* _Record set_:
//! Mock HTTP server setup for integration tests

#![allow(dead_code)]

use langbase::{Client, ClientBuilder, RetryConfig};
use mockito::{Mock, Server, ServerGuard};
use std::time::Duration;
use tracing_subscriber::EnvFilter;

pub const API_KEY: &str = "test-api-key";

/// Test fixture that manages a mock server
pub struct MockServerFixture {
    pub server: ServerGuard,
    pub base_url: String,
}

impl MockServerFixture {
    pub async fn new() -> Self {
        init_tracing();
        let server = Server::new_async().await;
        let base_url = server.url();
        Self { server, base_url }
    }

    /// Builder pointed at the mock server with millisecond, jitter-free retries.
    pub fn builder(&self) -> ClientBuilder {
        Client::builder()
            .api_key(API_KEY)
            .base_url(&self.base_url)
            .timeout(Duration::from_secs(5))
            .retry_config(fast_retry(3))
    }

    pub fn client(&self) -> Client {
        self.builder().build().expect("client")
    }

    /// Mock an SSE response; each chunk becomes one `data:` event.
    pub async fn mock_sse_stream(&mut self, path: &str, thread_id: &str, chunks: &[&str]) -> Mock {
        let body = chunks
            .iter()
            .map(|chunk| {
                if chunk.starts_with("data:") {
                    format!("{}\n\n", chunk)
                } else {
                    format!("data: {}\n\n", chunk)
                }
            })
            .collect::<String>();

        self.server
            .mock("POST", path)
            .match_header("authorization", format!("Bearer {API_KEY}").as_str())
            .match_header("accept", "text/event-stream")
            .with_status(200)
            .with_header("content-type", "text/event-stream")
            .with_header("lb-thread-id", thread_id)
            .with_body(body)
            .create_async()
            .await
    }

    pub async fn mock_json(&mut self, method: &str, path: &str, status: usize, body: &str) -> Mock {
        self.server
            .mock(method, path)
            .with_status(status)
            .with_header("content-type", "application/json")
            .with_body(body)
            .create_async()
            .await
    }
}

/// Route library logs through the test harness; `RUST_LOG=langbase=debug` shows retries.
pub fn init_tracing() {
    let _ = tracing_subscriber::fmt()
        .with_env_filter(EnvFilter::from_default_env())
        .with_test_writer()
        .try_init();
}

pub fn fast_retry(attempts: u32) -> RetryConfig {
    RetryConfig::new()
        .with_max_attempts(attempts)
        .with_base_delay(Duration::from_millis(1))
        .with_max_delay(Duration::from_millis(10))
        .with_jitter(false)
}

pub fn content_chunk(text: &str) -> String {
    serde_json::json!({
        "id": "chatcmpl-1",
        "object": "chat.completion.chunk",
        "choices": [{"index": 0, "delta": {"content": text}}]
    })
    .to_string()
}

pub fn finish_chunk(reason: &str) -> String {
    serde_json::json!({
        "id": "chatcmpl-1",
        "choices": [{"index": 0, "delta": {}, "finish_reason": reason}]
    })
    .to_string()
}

* _Brief_:
Return the full listing exactly as written.

* _Exercise result_:
//! Mock HTTP server setup for integration tests

#![allow(dead_code)]

use langbase::{Client, ClientBuilder, RetryConfig};
use mockito::{Mock, Server, ServerGuard};
use std::time::Duration;
use tracing_subscriber::EnvFilter;

pub const API_KEY: &str = "test-api-key";

/// Test fixture that manages a mock server
pub struct MockServerFixture {
    pub server: ServerGuard,
    pub base_url: String,
}

impl MockServerFixture {
    pub async fn new() -> Self {
        init_tracing();
        let server = Server::new_async().await;
        let base_url = server.url();
        Self { server, base_url }
    }

    /// Builder pointed at the mock server with millisecond, jitter-free retries.
    pub fn builder(&self) -> ClientBuilder {
        Client::builder()
            .api_key(API_KEY)
            .base_url(&self.base_url)
            .timeout(Duration::from_secs(5))
            .retry_config(fast_retry(3))
    }

    pub fn client(&self) -> Client {
        self.builder().build().expect("client")
    }

    /// Mock an SSE response; each chunk becomes one `data:` event.
    pub async fn mock_sse_stream(&mut self, path: &str, thread_id: &str, chunks: &[&str]) -> Mock {
        let body = chunks
            .iter()
            .map(|chunk| {
                if chunk.starts_with("data:") {
                    format!("{}\n\n", chunk)
                } else {
                    format!("data: {}\n\n", chunk)
                }
            })
            .collect::<String>();

        self.server
            .mock("POST", path)
            .match_header("authorization", format!("Bearer {API_KEY}").as_str())
            .match_header("accept", "text/event-stream")
            .with_status(200)
            .with_header("content-type", "text/event-stream")
            .with_header("lb-thread-id", thread_id)
            .with_body(body)
            .create_async()
            .await
    }

    pub async fn mock_json(&mut self, method: &str, path: &str, status: usize, body: &str) -> Mock {
        self.server
            .mock(method, path)
            .with_status(status)
            .with_header("content-type", "application/json")
            .with_body(body)
            .create_async()
            .await
    }
}

/// Route library logs through the test harness; `RUST_LOG=langbase=debug` shows retries.
pub fn init_tracing() {
    let _ = tracing_subscriber::fmt()
        .with_env_filter(EnvFilter::from_default_env())
        .with_test_writer()
        .try_init();
}

pub fn fast_retry(attempts: u32) -> RetryConfig {
    RetryConfig::new()
        .with_max_attempts(attempts)
        .with_base_delay(Duration::from_millis(1))
        .with_max_delay(Duration::from_millis(10))
        .with_jitter(false)
}

pub fn content_chunk(text: &str) -> String {
    serde_json::json!({
        "id": "chatcmpl-1",
        "object": "chat.completion.chunk",
        "choices": [{"index": 0, "delta": {"content": text}}]
    })
    .to_string()
}

pub fn finish_chunk(reason: &str) -> String {
    serde_json::json!({
        "id": "chatcmpl-1",
        "choices": [{"index": 0, "delta": {}, "finish_reason": reason}]
    })
    .to_string()
}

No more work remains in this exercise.